Excerpted data:
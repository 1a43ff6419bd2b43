//! Profile synthesis: one completion call, then reply parsing.

use findmystage_chat::{CompletionClient, CompletionOptions};
use findmystage_core::{Error, Result};
use tracing::{debug, info};

use crate::parse::parse_reply;
use crate::prompt::build_messages;
use crate::types::ParsedProfile;

/// Sends extracted text to the completion endpoint and parses the reply.
#[derive(Debug, Clone)]
pub struct Synthesizer {
    client: CompletionClient,
    options: CompletionOptions,
}

impl Synthesizer {
    pub fn new(client: CompletionClient, options: CompletionOptions) -> Self {
        Self { client, options }
    }

    pub fn model(&self) -> &str {
        self.client.model()
    }

    /// Step A: a single completion request for `text`. No retry, no
    /// chunking, no length check.
    pub async fn request_reply(&self, text: &str) -> Result<String> {
        if text.trim().is_empty() {
            return Err(Error::InvalidInput("Synthesis requires non-empty text".into()));
        }
        let messages = build_messages(text, self.options.json_response);
        debug!(
            "Synthesizing profile from {} chars with {} ({})",
            text.len(),
            self.client.model(),
            self.client.provider()
        );
        self.client.complete(&messages, &self.options).await
    }

    /// Steps A and B: request a reply and recover the profile fields from it.
    pub async fn synthesize(&self, text: &str) -> Result<ParsedProfile> {
        let reply = self.request_reply(text).await?;
        info!("Completion reply received ({} chars)", reply.len());
        Ok(parse_reply(&reply))
    }
}
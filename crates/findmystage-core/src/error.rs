//! Error types for FindMyStage.

use thiserror::Error;

#[derive(Error, Debug)]
pub enum Error {
    /// The document could not be decoded. Always fatal to the request.
    #[error("Extraction error: {0}")]
    Extraction(String),

    /// The completion call failed or returned an unusable shape.
    #[error("Synthesis error: {0}")]
    Synthesis(String),

    /// The link-only profile API rejected or failed the submission.
    #[error("Submission error: {0}")]
    Submission(String),

    #[error("Invalid input: {0}")]
    InvalidInput(String),

    #[error("Unsupported media type: {0}")]
    UnsupportedMedia(String),

    #[error("Invalid profile transition: {0}")]
    InvalidTransition(String),

    #[error("IO error: {0}")]
    Io(#[from] std::io::Error),

    #[error("JSON error: {0}")]
    Json(#[from] serde_json::Error),

    #[error("Internal error: {0}")]
    Internal(String),
}

pub type Result<T> = std::result::Result<T, Error>;
//! Analyzer: coordinates extraction, synthesis and link submission.

use chrono::Utc;
use findmystage_chat::LLMConfig;
use findmystage_core::{Error, Result};
use findmystage_ingest::{content_fingerprint, extract_document, ProfileInput};
use findmystage_profile::Synthesizer;
use reqwest::Client;
use tracing::{debug, error, info};

use crate::board::{Outcome, ProfileBoard, Settlement};
use crate::submit::LinkSubmitter;
use crate::types::*;

/// Drives one analysis from input to profile.
#[derive(Debug, Clone)]
pub struct Analyzer {
    synthesizer: Option<Synthesizer>,
    submitter: LinkSubmitter,
}

impl Analyzer {
    pub fn new(synthesizer: Option<Synthesizer>, submitter: LinkSubmitter) -> Self {
        Self {
            synthesizer,
            submitter,
        }
    }

    /// Build from the current LLM config. The synthesizer is absent when no
    /// provider key is configured.
    pub fn from_config(llm: &LLMConfig, http: &Client, profile_api_url: &str) -> Self {
        let synthesizer = llm
            .completion_client(http)
            .map(|client| Synthesizer::new(client, llm.completion_options()));
        Self::new(synthesizer, LinkSubmitter::new(http.clone(), profile_api_url))
    }

    pub fn has_synthesizer(&self) -> bool {
        self.synthesizer.is_some()
    }

    /// Analyze one input without touching any displayed state.
    ///
    /// Extraction failure is fatal. Non-empty text goes to the synthesizer;
    /// an absent document or blank text goes to the profile API instead.
    pub async fn analyze(&self, input: ProfileInput) -> Result<Analysis> {
        let text = match input.document {
            Some(document) => {
                let filename = document.filename().unwrap_or("document").to_string();
                let text = tokio::task::spawn_blocking(move || extract_document(&document))
                    .await
                    .map_err(|e| Error::Internal(format!("Extraction task failed: {}", e)))??;
                debug!("Extracted {} chars from {}", text.as_str().len(), filename);
                Some(text)
            }
            None => None,
        };

        if let Some(text) = text.filter(|t| !t.is_empty()) {
            let synthesizer = self
                .synthesizer
                .as_ref()
                .ok_or_else(|| Error::Synthesis("No LLM provider configured".into()))?;
            let parsed = synthesizer.synthesize(text.as_str()).await?;
            return Ok(Analysis {
                path: AnalysisPath::Synthesized,
                parsed,
            });
        }

        info!("No document text; submitting reference links to {}", self.submitter.url());
        let parsed = self.submitter.submit(&input.reference_links).await?;
        Ok(Analysis {
            path: AnalysisPath::LinkSubmission,
            parsed,
        })
    }

    /// Validate, begin a request on `board`, analyze, and settle.
    ///
    /// Analysis errors become a `Failed` profile with a fixed reason; only
    /// invalid input and board misuse are returned as errors.
    pub async fn run(&self, board: &ProfileBoard, input: ProfileInput) -> Result<AnalysisReport> {
        input.validate()?;
        let fingerprint = input.document.as_ref().map(|d| content_fingerprint(d.bytes()));

        let started_at = Utc::now();
        let request_id = board.begin();
        info!("Analysis request {} started", request_id);

        let (outcome, path, notice) = match self.analyze(input).await {
            Ok(analysis) => (
                Outcome::Ready(analysis.parsed),
                Some(analysis.path),
                Notice::completed(analysis.path),
            ),
            Err(e) => {
                error!("Analysis request {} failed: {}", request_id, e);
                let (notice, reason) = Notice::failed(&e);
                (Outcome::Failed(reason.to_string()), None, notice)
            }
        };

        let (settlement, profile) = board.settle(request_id, outcome)?;
        let finished_at = Utc::now();
        info!(
            "Analysis request {} settled in {}ms ({:?})",
            request_id,
            (finished_at - started_at).num_milliseconds(),
            settlement
        );

        Ok(AnalysisReport {
            request_id,
            applied: settlement == Settlement::Applied,
            path,
            profile,
            notice,
            fingerprint,
            started_at,
            finished_at,
        })
    }
}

Exercise aim:
All that is wanted is the stretch of lines above from the one containing "pub struct Analyzer" through the one containing "to the synthesizer;", duplicated exactly.

Result:
pub struct Analyzer {
    synthesizer: Option<Synthesizer>,
    submitter: LinkSubmitter,
}

impl Analyzer {
    pub fn new(synthesizer: Option<Synthesizer>, submitter: LinkSubmitter) -> Self {
        Self {
            synthesizer,
            submitter,
        }
    }

    /// Build from the current LLM config. The synthesizer is absent when no
    /// provider key is configured.
    pub fn from_config(llm: &LLMConfig, http: &Client, profile_api_url: &str) -> Self {
        let synthesizer = llm
            .completion_client(http)
            .map(|client| Synthesizer::new(client, llm.completion_options()));
        Self::new(synthesizer, LinkSubmitter::new(http.clone(), profile_api_url))
    }

    pub fn has_synthesizer(&self) -> bool {
        self.synthesizer.is_some()
    }

    /// Analyze one input without touching any displayed state.
    ///
    /// Extraction failure is fatal. Non-empty text goes to the synthesizer;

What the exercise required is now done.